The whole listing needs to be returned exactly as it appears.

Data records:
########################################

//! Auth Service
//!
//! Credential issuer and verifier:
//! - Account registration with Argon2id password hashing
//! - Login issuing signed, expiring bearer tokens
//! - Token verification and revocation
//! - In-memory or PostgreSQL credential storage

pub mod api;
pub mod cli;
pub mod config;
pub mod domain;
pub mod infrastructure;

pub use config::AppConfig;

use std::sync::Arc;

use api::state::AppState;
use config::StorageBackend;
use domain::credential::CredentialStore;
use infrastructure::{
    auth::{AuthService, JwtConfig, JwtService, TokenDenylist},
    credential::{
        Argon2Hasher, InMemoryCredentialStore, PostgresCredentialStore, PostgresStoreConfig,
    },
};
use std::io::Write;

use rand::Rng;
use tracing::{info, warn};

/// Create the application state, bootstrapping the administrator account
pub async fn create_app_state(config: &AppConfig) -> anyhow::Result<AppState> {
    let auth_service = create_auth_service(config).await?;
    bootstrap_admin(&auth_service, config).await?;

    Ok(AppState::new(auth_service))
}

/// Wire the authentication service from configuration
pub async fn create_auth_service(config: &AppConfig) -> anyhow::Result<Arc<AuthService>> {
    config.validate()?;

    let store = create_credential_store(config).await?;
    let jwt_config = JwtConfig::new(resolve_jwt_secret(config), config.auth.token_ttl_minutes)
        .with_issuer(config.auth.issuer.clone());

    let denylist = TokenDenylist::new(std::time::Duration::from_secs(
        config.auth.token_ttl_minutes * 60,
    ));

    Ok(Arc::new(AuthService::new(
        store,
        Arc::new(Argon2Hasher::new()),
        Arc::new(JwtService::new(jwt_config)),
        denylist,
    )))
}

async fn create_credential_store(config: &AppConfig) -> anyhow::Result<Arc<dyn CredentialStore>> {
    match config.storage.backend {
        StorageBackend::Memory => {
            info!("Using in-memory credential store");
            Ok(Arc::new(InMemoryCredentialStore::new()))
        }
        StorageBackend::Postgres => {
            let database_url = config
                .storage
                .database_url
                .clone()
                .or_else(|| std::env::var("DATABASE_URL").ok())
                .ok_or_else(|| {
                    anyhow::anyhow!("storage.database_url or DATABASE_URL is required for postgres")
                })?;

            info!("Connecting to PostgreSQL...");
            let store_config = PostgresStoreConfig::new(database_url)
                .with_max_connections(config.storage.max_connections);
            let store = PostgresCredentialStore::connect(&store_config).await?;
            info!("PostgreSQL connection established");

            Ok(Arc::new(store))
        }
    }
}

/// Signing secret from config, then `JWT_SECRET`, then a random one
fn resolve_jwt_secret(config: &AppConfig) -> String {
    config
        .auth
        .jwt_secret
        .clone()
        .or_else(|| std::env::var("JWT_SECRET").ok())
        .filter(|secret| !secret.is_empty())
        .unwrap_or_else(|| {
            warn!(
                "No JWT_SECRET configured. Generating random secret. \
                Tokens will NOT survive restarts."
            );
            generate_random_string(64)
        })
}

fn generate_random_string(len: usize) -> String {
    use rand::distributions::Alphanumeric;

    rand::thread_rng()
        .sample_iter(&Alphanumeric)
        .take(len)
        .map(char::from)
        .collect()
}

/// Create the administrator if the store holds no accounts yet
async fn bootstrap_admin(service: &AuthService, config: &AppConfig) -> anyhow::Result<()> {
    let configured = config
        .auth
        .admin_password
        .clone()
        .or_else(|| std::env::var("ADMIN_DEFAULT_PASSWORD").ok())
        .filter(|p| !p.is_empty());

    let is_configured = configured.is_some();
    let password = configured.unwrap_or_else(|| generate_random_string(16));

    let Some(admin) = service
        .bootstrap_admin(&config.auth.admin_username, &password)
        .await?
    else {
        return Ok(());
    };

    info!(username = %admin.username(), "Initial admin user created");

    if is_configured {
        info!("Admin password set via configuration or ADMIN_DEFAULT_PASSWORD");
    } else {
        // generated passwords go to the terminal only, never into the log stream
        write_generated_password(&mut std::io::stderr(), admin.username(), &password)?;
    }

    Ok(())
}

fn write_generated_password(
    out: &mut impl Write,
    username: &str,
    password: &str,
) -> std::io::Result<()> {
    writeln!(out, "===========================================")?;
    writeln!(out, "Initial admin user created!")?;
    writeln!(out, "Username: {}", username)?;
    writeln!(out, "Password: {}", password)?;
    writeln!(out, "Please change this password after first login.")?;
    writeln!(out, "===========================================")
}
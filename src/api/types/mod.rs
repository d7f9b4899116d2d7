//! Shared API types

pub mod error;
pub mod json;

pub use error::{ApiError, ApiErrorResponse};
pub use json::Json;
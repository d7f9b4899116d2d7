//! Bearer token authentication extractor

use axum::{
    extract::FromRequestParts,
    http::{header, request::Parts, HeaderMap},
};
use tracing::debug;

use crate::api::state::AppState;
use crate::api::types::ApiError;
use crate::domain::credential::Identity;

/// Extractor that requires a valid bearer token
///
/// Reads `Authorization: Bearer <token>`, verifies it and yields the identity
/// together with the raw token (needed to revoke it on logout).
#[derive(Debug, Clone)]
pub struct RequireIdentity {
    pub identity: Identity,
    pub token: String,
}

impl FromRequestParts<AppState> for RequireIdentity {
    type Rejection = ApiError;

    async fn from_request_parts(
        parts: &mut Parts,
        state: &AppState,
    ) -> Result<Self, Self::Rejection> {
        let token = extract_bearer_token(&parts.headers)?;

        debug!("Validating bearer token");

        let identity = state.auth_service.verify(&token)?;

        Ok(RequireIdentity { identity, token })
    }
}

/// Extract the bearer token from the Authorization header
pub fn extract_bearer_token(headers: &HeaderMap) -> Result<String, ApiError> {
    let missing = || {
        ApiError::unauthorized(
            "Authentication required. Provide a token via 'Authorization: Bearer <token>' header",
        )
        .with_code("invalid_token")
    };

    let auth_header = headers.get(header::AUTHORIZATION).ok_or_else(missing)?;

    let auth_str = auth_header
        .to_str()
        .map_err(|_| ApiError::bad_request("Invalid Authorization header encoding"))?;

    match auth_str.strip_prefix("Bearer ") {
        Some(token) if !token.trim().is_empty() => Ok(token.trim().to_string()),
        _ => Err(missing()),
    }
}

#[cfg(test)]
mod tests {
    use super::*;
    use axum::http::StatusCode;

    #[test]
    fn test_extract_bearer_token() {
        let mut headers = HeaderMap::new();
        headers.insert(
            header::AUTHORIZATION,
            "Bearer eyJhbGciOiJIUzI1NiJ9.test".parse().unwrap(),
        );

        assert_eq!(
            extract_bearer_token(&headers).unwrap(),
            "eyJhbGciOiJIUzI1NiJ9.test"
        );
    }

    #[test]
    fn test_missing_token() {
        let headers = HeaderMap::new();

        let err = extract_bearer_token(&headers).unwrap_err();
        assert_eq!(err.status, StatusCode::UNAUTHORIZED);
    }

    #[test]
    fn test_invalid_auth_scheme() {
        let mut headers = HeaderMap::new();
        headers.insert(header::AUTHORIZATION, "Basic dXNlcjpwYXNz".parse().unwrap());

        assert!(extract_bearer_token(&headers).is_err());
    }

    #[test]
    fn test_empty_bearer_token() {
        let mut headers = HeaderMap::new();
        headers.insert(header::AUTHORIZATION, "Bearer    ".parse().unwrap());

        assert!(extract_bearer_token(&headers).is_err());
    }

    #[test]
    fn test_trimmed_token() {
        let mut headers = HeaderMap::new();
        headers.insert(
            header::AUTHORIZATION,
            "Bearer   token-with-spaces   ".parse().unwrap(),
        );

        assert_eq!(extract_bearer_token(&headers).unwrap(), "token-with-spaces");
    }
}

########################################

Result for this task:
//! Auth Service
//!
//! Credential issuer and verifier:
//! - Account registration with Argon2id password hashing
//! - Login issuing signed, expiring bearer tokens
//! - Token verification and revocation
//! - In-memory or PostgreSQL credential storage

pub mod api;
pub mod cli;
pub mod config;
pub mod domain;
pub mod infrastructure;

pub use config::AppConfig;

use std::sync::Arc;

use api::state::AppState;
use config::StorageBackend;
use domain::credential::CredentialStore;
use infrastructure::{
    auth::{AuthService, JwtConfig, JwtService, TokenDenylist},
    credential::{
        Argon2Hasher, InMemoryCredentialStore, PostgresCredentialStore, PostgresStoreConfig,
    },
};
use std::io::Write;

use rand::Rng;
use tracing::{info, warn};

/// Create the application state, bootstrapping the administrator account
pub async fn create_app_state(config: &AppConfig) -> anyhow::Result<AppState> {
    let auth_service = create_auth_service(config).await?;
    bootstrap_admin(&auth_service, config).await?;

    Ok(AppState::new(auth_service))
}

/// Wire the authentication service from configuration
pub async fn create_auth_service(config: &AppConfig) -> anyhow::Result<Arc<AuthService>> {
    config.validate()?;

    let store = create_credential_store(config).await?;
    let jwt_config = JwtConfig::new(resolve_jwt_secret(config), config.auth.token_ttl_minutes)
        .with_issuer(config.auth.issuer.clone());

    let denylist = TokenDenylist::new(std::time::Duration::from_secs(
        config.auth.token_ttl_minutes * 60,
    ));

    Ok(Arc::new(AuthService::new(
        store,
        Arc::new(Argon2Hasher::new()),
        Arc::new(JwtService::new(jwt_config)),
        denylist,
    )))
}

async fn create_credential_store(config: &AppConfig) -> anyhow::Result<Arc<dyn CredentialStore>> {
    match config.storage.backend {
        StorageBackend::Memory => {
            info!("Using in-memory credential store");
            Ok(Arc::new(InMemoryCredentialStore::new()))
        }
        StorageBackend::Postgres => {
            let database_url = config
                .storage
                .database_url
                .clone()
                .or_else(|| std::env::var("DATABASE_URL").ok())
                .ok_or_else(|| {
                    anyhow::anyhow!("storage.database_url or DATABASE_URL is required for postgres")
                })?;

            info!("Connecting to PostgreSQL...");
            let store_config = PostgresStoreConfig::new(database_url)
                .with_max_connections(config.storage.max_connections);
            let store = PostgresCredentialStore::connect(&store_config).await?;
            info!("PostgreSQL connection established");

            Ok(Arc::new(store))
        }
    }
}

/// Signing secret from config, then `JWT_SECRET`, then a random one
fn resolve_jwt_secret(config: &AppConfig) -> String {
    config
        .auth
        .jwt_secret
        .clone()
        .or_else(|| std::env::var("JWT_SECRET").ok())
        .filter(|secret| !secret.is_empty())
        .unwrap_or_else(|| {
            warn!(
                "No JWT_SECRET configured. Generating random secret. \
                Tokens will NOT survive restarts."
            );
            generate_random_string(64)
        })
}

fn generate_random_string(len: usize) -> String {
    use rand::distributions::Alphanumeric;

    rand::thread_rng()
        .sample_iter(&Alphanumeric)
        .take(len)
        .map(char::from)
        .collect()
}

/// Create the administrator if the store holds no accounts yet
async fn bootstrap_admin(service: &AuthService, config: &AppConfig) -> anyhow::Result<()> {
    let configured = config
        .auth
        .admin_password
        .clone()
        .or_else(|| std::env::var("ADMIN_DEFAULT_PASSWORD").ok())
        .filter(|p| !p.is_empty());

    let is_configured = configured.is_some();
    let password = configured.unwrap_or_else(|| generate_random_string(16));

    let Some(admin) = service
        .bootstrap_admin(&config.auth.admin_username, &password)
        .await?
    else {
        return Ok(());
    };

    info!(username = %admin.username(), "Initial admin user created");

    if is_configured {
        info!("Admin password set via configuration or ADMIN_DEFAULT_PASSWORD");
    } else {
        // generated passwords go to the terminal only, never into the log stream
        write_generated_password(&mut std::io::stderr(), admin.username(), &password)?;
    }

    Ok(())
}

fn write_generated_password(
    out: &mut impl Write,
    username: &str,
    password: &str,
) -> std::io::Result<()> {
    writeln!(out, "===========================================")?;
    writeln!(out, "Initial admin user created!")?;
    writeln!(out, "Username: {}", username)?;
    writeln!(out, "Password: {}", password)?;
    writeln!(out, "Please change this password after first login.")?;
    writeln!(out, "===========================================")
}
filename src/api/types/mod.rs
repository d7f9b4899116d2d7
//! Shared API types

pub mod error;
pub mod json;

pub use error::{ApiError, ApiErrorResponse};
pub use json::Json;
repository d7f9b4899116d2d7
//! Bearer token authentication extractor

use axum::{
    extract::FromRequestParts,
    http::{header, request::Parts, HeaderMap},
};
use tracing::debug;

use crate::api::state::AppState;
use crate::api::types::ApiError;
use crate::domain::credential::Identity;

/// Extractor that requires a valid bearer token
///
/// Reads `Authorization: Bearer <token>`, verifies it and yields the identity
/// together with the raw token (needed to revoke it on logout).
#[derive(Debug, Clone)]
pub struct RequireIdentity {
    pub identity: Identity,
    pub token: String,
}

impl FromRequestParts<AppState> for RequireIdentity {
    type Rejection = ApiError;

    async fn from_request_parts(
        parts: &mut Parts,
        state: &AppState,
    ) -> Result<Self, Self::Rejection> {
        let token = extract_bearer_token(&parts.headers)?;

        debug!("Validating bearer token");

        let identity = state.auth_service.verify(&token)?;

        Ok(RequireIdentity { identity, token })
    }
}

/// Extract the bearer token from the Authorization header
pub fn extract_bearer_token(headers: &HeaderMap) -> Result<String, ApiError> {
    let missing = || {
        ApiError::unauthorized(
            "Authentication required. Provide a token via 'Authorization: Bearer <token>' header",
        )
        .with_code("invalid_token")
    };

    let auth_header = headers.get(header::AUTHORIZATION).ok_or_else(missing)?;

    let auth_str = auth_header
        .to_str()
        .map_err(|_| ApiError::bad_request("Invalid Authorization header encoding"))?;

    match auth_str.strip_prefix("Bearer ") {
        Some(token) if !token.trim().is_empty() => Ok(token.trim().to_string()),
        _ => Err(missing()),
    }
}

#[cfg(test)]
mod tests {
    use super::*;
    use axum::http::StatusCode;

    #[test]
    fn test_extract_bearer_token() {
        let mut headers = HeaderMap::new();
        headers.insert(
            header::AUTHORIZATION,
            "Bearer eyJhbGciOiJIUzI1NiJ9.test".parse().unwrap(),
        );

        assert_eq!(
            extract_bearer_token(&headers).unwrap(),
            "eyJhbGciOiJIUzI1NiJ9.test"
        );
    }

    #[test]
    fn test_missing_token() {
        let headers = HeaderMap::new();

        let err = extract_bearer_token(&headers).unwrap_err();
        assert_eq!(err.status, StatusCode::UNAUTHORIZED);
    }

    #[test]
    fn test_invalid_auth_scheme() {
        let mut headers = HeaderMap::new();
        headers.insert(header::AUTHORIZATION, "Basic dXNlcjpwYXNz".parse().unwrap());

        assert!(extract_bearer_token(&headers).is_err());
    }

    #[test]
    fn test_empty_bearer_token() {
        let mut headers = HeaderMap::new();
        headers.insert(header::AUTHORIZATION, "Bearer    ".parse().unwrap());

        assert!(extract_bearer_token(&headers).is_err());
    }

    #[test]
    fn test_trimmed_token() {
        let mut headers = HeaderMap::new();
        headers.insert(
            header::AUTHORIZATION,
            "Bearer   token-with-spaces   ".parse().unwrap(),
        );

        assert_eq!(extract_bearer_token(&headers).unwrap(), "token-with-spaces");
    }
}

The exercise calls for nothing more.